WHAT IS NEEDED => Pick the lines holding the string "broadcast" out of the records and copy them.

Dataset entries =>
//! Runtime events: types and broadcast bus.
//!
//! This module groups the event **data model** and the **bus** used to
//! publish connection lifecycle, frame and runtime events.
//!
//! ## Contents
//! - [`EventKind`], [`Event`] event classification and payload metadata
//! - [`Bus`] thin wrapper over `tokio::sync::broadcast`
//!
//! ## Quick reference
//! - **Publishers**: `LinkActor` (connect/close/backoff), link sessions
//!   (rejected frames, failed sends), `Store` (deferred/dropped sends, link
//!   start/stop), `SubscriberSet` workers (overflow/panic).
//! - **Consumers**: the context listener (fans out to `SubscriberSet`),
//!   [`StoreContext::events`](crate::StoreContext::events) receivers.

mod bus;
mod event;

pub use bus::Bus;
pub use event::{Event, EventKind};
pub(crate) use event::panic_message;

ANSWER TO THE PROBLEM =>
//! Runtime events: types and broadcast bus.
//! - [`Bus`] thin wrapper over `tokio::sync::broadcast`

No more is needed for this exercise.